Battle of the Aussie Hoodies
This week Russell Crowe slagged his Robin Hood predecessor Errol Flynn for wearing tights. But in real life, who was the bigger hell-raiser? Joe O'Shea is referee...
Published 15/05/2010 | 05:00
Alpha-male actor, Renaissance man and all-around tough guy Russell Crowe has spoken. Real men do not wear tights. The fearlessly heterosexual star of the latest in a long line of Robin Hood movies has been doing the publicity rounds this week, taking a strong stand against male hosiery.
And in a not-too-subtle dig at a fellow antipodean, he pointed out that Errol Flynn's much-loved Robin of 1938, would never have cut it in a real forest fight.

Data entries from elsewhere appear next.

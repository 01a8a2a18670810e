//! A length-checked view over the remaining bytes of the input buffer.
//!
//! Every multi-byte read in the decoder goes through a `Cursor`: callers
//! `require` a count of bytes before issuing any `*_at` reads against that
//! range, then `advance` past what they consumed. No read is ever allowed
//! to reach past the end of the original buffer.

use byteorder::{ByteOrder, LittleEndian};

use crate::error::{eof, Result};

pub struct Cursor<'a> {
    buf: &'a [u8],
    pos: usize,
}

impl<'a> Cursor<'a> {
    pub fn new(buf: &'a [u8]) -> Self {
        Cursor { buf, pos: 0 }
    }

    #[inline]
    pub fn remaining(&self) -> usize {
        self.buf.len() - self.pos
    }

    #[inline]
    pub fn pos(&self) -> usize {
        self.pos
    }

    /// Fails with `Error::Eof` unless at least `n` bytes remain.
    pub fn require(&self, n: usize) -> Result<()> {
        if self.remaining() < n {
            return Err(eof!(
                "needed {} bytes but only {} remain at offset {}",
                n,
                self.remaining(),
                self.pos
            ));
        }
        Ok(())
    }

    /// Reads a single byte at `pos + offset`. Caller must have called
    /// `require(offset + 1)` or greater first.
    #[inline]
    pub fn u8_at(&self, offset: usize) -> u8 {
        self.buf[self.pos + offset]
    }

    /// Reads a little-endian u16 at `pos + offset`. Caller must have
    /// called `require(offset + 2)` or greater first.
    #[inline]
    pub fn u16_le_at(&self, offset: usize) -> u16 {
        LittleEndian::read_u16(&self.buf[self.pos + offset..])
    }

    /// Returns the `n` bytes starting at `pos + offset` without advancing.
    /// Caller must have called `require(offset + n)` or greater first.
    #[inline]
    pub fn slice_at(&self, offset: usize, n: usize) -> &'a [u8] {
        &self.buf[self.pos + offset..self.pos + offset + n]
    }

    /// Advances the read pointer by `n`. Fails with `Error::Eof` if that
    /// would move past the end of the buffer.
    pub fn advance(&mut self, n: usize) -> Result<()> {
        self.require(n)?;
        self.pos += n;
        Ok(())
    }
}

#[cfg(test)]
mod tests {
    use super::*;

    #[test]
    fn require_succeeds_within_bounds() {
        let c = Cursor::new(&[1, 2, 3]);
        assert!(c.require(3).is_ok());
        assert!(c.require(4).is_err());
    }

    #[test]
    fn reads_little_endian() {
        let c = Cursor::new(&[0x34, 0x12]);
        assert_eq!(c.u16_le_at(0), 0x1234);
    }

    #[test]
    fn advance_checks_bounds() {
        let mut c = Cursor::new(&[1, 2, 3]);
        c.advance(2).unwrap();
        assert_eq!(c.remaining(), 1);
        assert!(c.advance(2).is_err());
    }
}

"The practicality of going through an English forest, with all its coarse bushes and bramble and all that, in green tights?" said Crowe when asked about Flynn's The Adventures of Robin Hood. "Not very practical now, is it?"
Crowe did reserve his strongest criticism for Kevin Costner's take on the Robin Hood tale, 1991's Prince Of Thieves, saying it "looks like a Jon Bon Jovi video".
But he also implied that swashbuckling Errol Flynn would have been more worried about laddering his tights than taking on the dastardly Sheriff of Nottingham.
The message from the actor, who once threw a massive strop when he was prevented from reading a poem at an awards ceremony, was clear.
Robin Hood was a tough guy, tough guys should have beards, leather trousers and grunt their dialogue in dodgy Aussie/Anglo accents.
They should not prance around the forest in green tights or sporting a blonde bubble-permed mullet.
Movie fan and historians should thank God, then, that Crowe and Gladiator director Ridley Scott have finally turned their talent, vision and passion for historical accuracy to the legend of Robin Hood. "Past filmmakers and studios have 'supposed' things about Robin Hood," explained Crowe to a French journalist this week.
"Our film depicts the origins, where he might actually have come from."
Far from relying on the "usual clichés", Crowe's version sets out to "recalibrate the story . . . taking a fresh look".
The Gladiator star's anti-pantyhose stance, delivered at the start of the European leg of a massive publicity tour, may be a case of Crowe responding to critics in America.
A lukewarm reaction to his latest historical epic has seen headlines such as "Gladiator In Tights" and "Hood Misses Bull's Eye" grace the US reviews.
But the stance is also classic Crowe, coming from an actor with a famously massive ego who feels most at home with alpha-male roles that cast him in the most heroic light possible.
Crowe is drawn to roles where he is the muscular defender of the weak, a gruff champion of the truth but always ready to tousle a young lad's hair in between hacking bad guys to death with a broadsword.
However, unlike the great Errol Flynn, who spent a lot of 1938's Adventures of Robin Hood throwing his head back and laughing uproariously, or Douglas Fairbanks in the silent movie version of 1922, Crowe seldom brings a lot of warmth or humour to his roles.
And in comparing his Robin to Flynn's take on the legendary outlaw, Crowe may be setting himself up for a fall.
Flynn, born in Tasmania to parents of Irish descent, was the original Hollywood alpha male, a hard-drinking, bar-brawling, skirt-chasing hedonist blessed (or cursed) with wicked charm.
He was an early starter, getting expelled from his school in Sydney when he was a young teen for fighting and seducing the school laundress.
After a colourful life in the colonies (including a stint as a merchant seaman and a failed attempt to set up a tobacco farm in New Guinea) Flynn lucked into the movie business in his mid-twenties.
His did most of his own stunts on classic pirate movies such as Captain Blood and The Sea Hawk.
With Flynn, no buckle went un-swashed and no chorus girl escaped as he used Hollywood as his own personal playground.
He was great friends with his regular drinking buddy David Niven; they shared a beachside bungalow they dubbed 'Cirrhosis On Sea' and founded the Hollywood Cricket Club.
His notorious womanising and a court case in which he was found not guilty of corrupting two underage girls, led to the popular phrase "In Like Flynn".
The actor actually wanted to call his scandalous autobiography In Like Me but the publishers insisted on the safer My Wicked, Wicked Ways.
Flynn never apologised but was always ready to laugh at himself, right up until he died of a massive heart attack at the age of 50, while enjoying a week-long series of parties in Vancouver, Canada, with friends and his teenage girlfriend Beverly Aadland.
Flynn's lifestyle may have been reckless and destructive. But his charm, self-deprecating humour and lack of ego (he preferred to hang out with the regular studio staff when working) contrasts with the preciousness of poetry-writing, self-consciously tough guy Russell Crowe.
In many ways, Crowe is not fit to pull on Errol Flynn's tights.